Fire and Ash starring Sam Worthington and Zoe Saldaña, The History of Sound starring Paul Mescal and Josh O’Connor
FILM
History of Sound ★★★½
(E) 128 minutes
It would be unwise to expect too much original history from Oliver Hermanus. History of Sound – this has a lot to do, if not little, with the expeditions of pioneering US musicologists John and Alan Lomax. In the 1930s, the duo toured the southern United States by car, recording their informants’ folk and blues songs on the thick phonograph they brought with them.
The Lomaxes were a father-son team, but Hermanus and screenwriter Ben Shattuck used a similar expedition as the basis for a fictional tearjerker focused on the love affair between two young men, adapted from Shattuck’s short story of the same name.
They have similar liberties with place and time, and begin their story at the Boston Conservatory in 1917; Here Lionel Worthing (Paul Mescal), a musical prodigy from rural Kentucky, meets David White (Josh O’Connor), a fellow student from a wealthier family.
The two are attracted to the folk music genre that Lionel grew up with, and when they soon return to David’s apartment, they discover they have other things in common.
Everything that develops between them is interrupted by the First World War. But a year or two later they join forces once again when David invites Lionel on a department-funded research trip to collect songs.
This working holiday is a romantic paradise, not that the shadows are visible, at least in the memory of the film’s narrator, Lionel: the songs are often mournful, the locals are not always friendly, and David himself, for all his charm, is in some ways difficult to pin down or even fully trust.
When they parted on vague terms at the end of the summer, the film was still less than halfway done. But what follows is, by design, a long taper.
Escaping from his emotionally demanding mother (Molly White), Lionel travels first to Italy and then to England, where he makes a doting upper-class girlfriend (Hadley Robinson). Meanwhile, David becomes disabled, leaving Lionel’s letters unanswered.

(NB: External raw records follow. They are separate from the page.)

//! Broadcast bus: fan-out of server events to open connections.
//!
//! Every open connection attaches one outbound queue. The bus never
//! touches a socket: it only pushes [`Outbound`] items, and the
//! connection's handler task writes them (or closes the socket).
//! Delivery is best-effort: a queue whose handler is gone is logged and
//! skipped, never allowed to fail the rest of a broadcast.

use std::collections::BTreeMap;
use std::fmt;

use realm_protocol::{Recipient, ServerEvent};
use realm_transport::ConnectionId;
use tokio::sync::mpsc;

use crate::PresenceError;

/// Why the server is closing a connection.
#[derive(Debug, Clone, Copy, PartialEq, Eq)]
pub enum CloseReason {
    /// The same user authenticated on a newer connection.
    Superseded,
    /// No inbound activity for longer than the idle threshold.
    Idle,
    /// An operator tore down every session.
    MassDisconnect,
    /// The presence service is shutting down.
    Shutdown,
}

impl fmt::Display for CloseReason {
    fn fmt(&self, f: &mut fmt::Formatter<'_>) -> fmt::Result {
        let reason = match self {
            Self::Superseded => "superseded by a newer session",
            Self::Idle => "idle timeout",
            Self::MassDisconnect => "mass disconnect",
            Self::Shutdown => "server shutting down",
        };
        f.write_str(reason)
    }
}

/// An item queued for a connection's handler task.
#[derive(Debug, Clone, PartialEq, Eq)]
pub enum Outbound {
    /// Write this event to the socket.
    Event(ServerEvent),
    /// Close the socket and stop. Always the last item a handler sees.
    Close(CloseReason),
}

/// Sending half of a connection's outbound queue.
pub type OutboundSender = mpsc::UnboundedSender<Outbound>;

/// Receiving half of a connection's outbound queue.
pub type OutboundReceiver = mpsc::UnboundedReceiver<Outbound>;

/// Creates an outbound queue for one connection.
pub fn outbound_channel() -> (OutboundSender, OutboundReceiver) {
    mpsc::unbounded_channel()
}

/// Outbound queues of every open connection.
///
/// A `BTreeMap` so fan-out order is by connection id, which keeps logs
/// and tests deterministic.
#[derive(Debug, Default)]
pub struct BroadcastBus {
    sinks: BTreeMap<ConnectionId, OutboundSender>,
}

impl BroadcastBus {
    pub fn new() -> Self {
        Self::default()
    }

    /// Attaches a connection. Replaces any previous queue for the same id.
    pub fn attach(&mut self, connection_id: ConnectionId, sink: OutboundSender) {
        self.sinks.insert(connection_id, sink);
    }

    /// Detaches a connection without telling it anything.
    pub fn detach(&mut self, connection_id: ConnectionId) -> bool {
        self.sinks.remove(&connection_id).is_some()
    }

    pub fn is_attached(&self, connection_id: ConnectionId) -> bool {
        self.sinks.contains_key(&connection_id)
    }

    /// Queues one event for one connection.
    ///
    /// # Errors
    /// [`PresenceError::Delivery`] if the connection is not attached or its
    /// handler has already gone away.
    pub fn send_to(
        &self,
        connection_id: ConnectionId,
        event: ServerEvent,
    ) -> Result<(), PresenceError> {
        let sink = self
            .sinks
            .get(&connection_id)
            .ok_or(PresenceError::Delivery(connection_id))?;
        sink.send(Outbound::Event(event))
            .map_err(|_| PresenceError::Delivery(connection_id))
    }

    /// Delivers `event` to every connection matching `recipient`.
    ///
    /// Returns how many queues accepted it. Failures are logged per
    /// recipient and do not stop the loop.
    pub fn dispatch(&self, recipient: Recipient, event: &ServerEvent) -> usize {
        let mut delivered = 0;
        for connection_id in self.sinks.keys().copied() {
            let wanted = match recipient {
                Recipient::All => true,
                Recipient::Connection(target) => connection_id == target,
                Recipient::AllExcept(excluded) => connection_id != excluded,
            };
            if !wanted {
                continue;
            }
            match self.send_to(connection_id, event.clone()) {
                Ok(()) => delivered += 1,
                Err(e) => {
                    tracing::debug!(%connection_id, error = %e, "broadcast delivery failed");
                }
            }
        }
        delivered
    }

    /// Shorthand for `dispatch(Recipient::All, ..)`.
    pub fn broadcast(&self, event: &ServerEvent) -> usize {
        self.dispatch(Recipient::All, event)
    }

    /// Tells a connection to close and detaches it.
    ///
    /// Returns `false` if the connection was not attached. The close itself
    /// happens asynchronously in the handler; the bus does not wait for it.
    pub fn close(&mut self, connection_id: ConnectionId, reason: CloseReason) -> bool {
        let Some(sink) = self.sinks.remove(&connection_id) else {
            return false;
        };
        if sink.send(Outbound::Close(reason)).is_err() {
            tracing::debug!(%connection_id, %reason, "close request not delivered, handler already gone");
        }
        true
    }

    /// Attached connection ids in ascending order.
    pub fn connection_ids(&self) -> Vec<ConnectionId> {
        self.sinks.keys().copied().collect()
    }

    pub fn len(&self) -> usize {
        self.sinks.len()
    }

    pub fn is_empty(&self) -> bool {
        self.sinks.is_empty()
    }
}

Both in subject and structure History of Sound He remembers Ang Lee was once angrily discussed Brokeback Mountain (now widely and rightly regarded as a modern classic). But this isn’t exactly the same kind of full-bodied love story. Everything is seen from Lionel’s point of view, allowing us to intuit what we can expect from David’s side of the story, such as O’Connor’s Mona Lisa smile and the way she holds the cigarette without moving.

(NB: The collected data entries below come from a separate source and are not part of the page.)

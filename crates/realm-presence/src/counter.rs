//! The live "players online" number.

/// Count of distinct authenticated users.
///
/// Moved in lock-step with the registry: +1 for a fresh registration,
/// -1 for an unregistration, unchanged for an eviction. Never negative.
#[derive(Debug, Clone, Copy, Default, PartialEq, Eq)]
pub struct PresenceCounter(u64);

impl PresenceCounter {
    pub fn new() -> Self {
        Self(0)
    }

    pub fn get(&self) -> u64 {
        self.0
    }

    pub fn increment(&mut self) -> u64 {
        self.0 += 1;
        self.0
    }

    /// Decrements, clamping at zero.
    pub fn decrement(&mut self) -> u64 {
        if self.0 == 0 {
            tracing::warn!("presence counter underflow, clamped at zero");
        }
        self.0 = self.0.saturating_sub(1);
        self.0
    }

    pub fn reset(&mut self) {
        self.0 = 0;
    }
}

As they travel together, their physical relationship seems almost casual, a natural accompaniment to the scientific enterprise that preoccupies them by day, and though the film deals with forms of prejudice, direct and otherwise, the primary force driving them has little to do with homophobia, even if it is of the internalized kind.
Still, this is a film about oppression, locked in Mescal’s characteristically gentle, unempathetic presence (though O’Connor lingers more strongly in the mind in the smaller role). The filmmaking can feel under pressure in itself, as if Hermanus was determined to counteract the potentially stale, overly explicit elements of Shattuck’s script.
Still, the studied restraint pays off, both in the first act and at critical moments towards the end. Particularly striking is the static long shot of a dreary kitchen, just after Lionel receives life-changing news.
Leaning against the back wall with his arms crossed, he bows his head, briefly overcome by emotion. He then quickly walks off-screen to grab his jacket, reappears, and leaves once again; The smoke from a cigarette left on the kitchen table continues to float through the frame.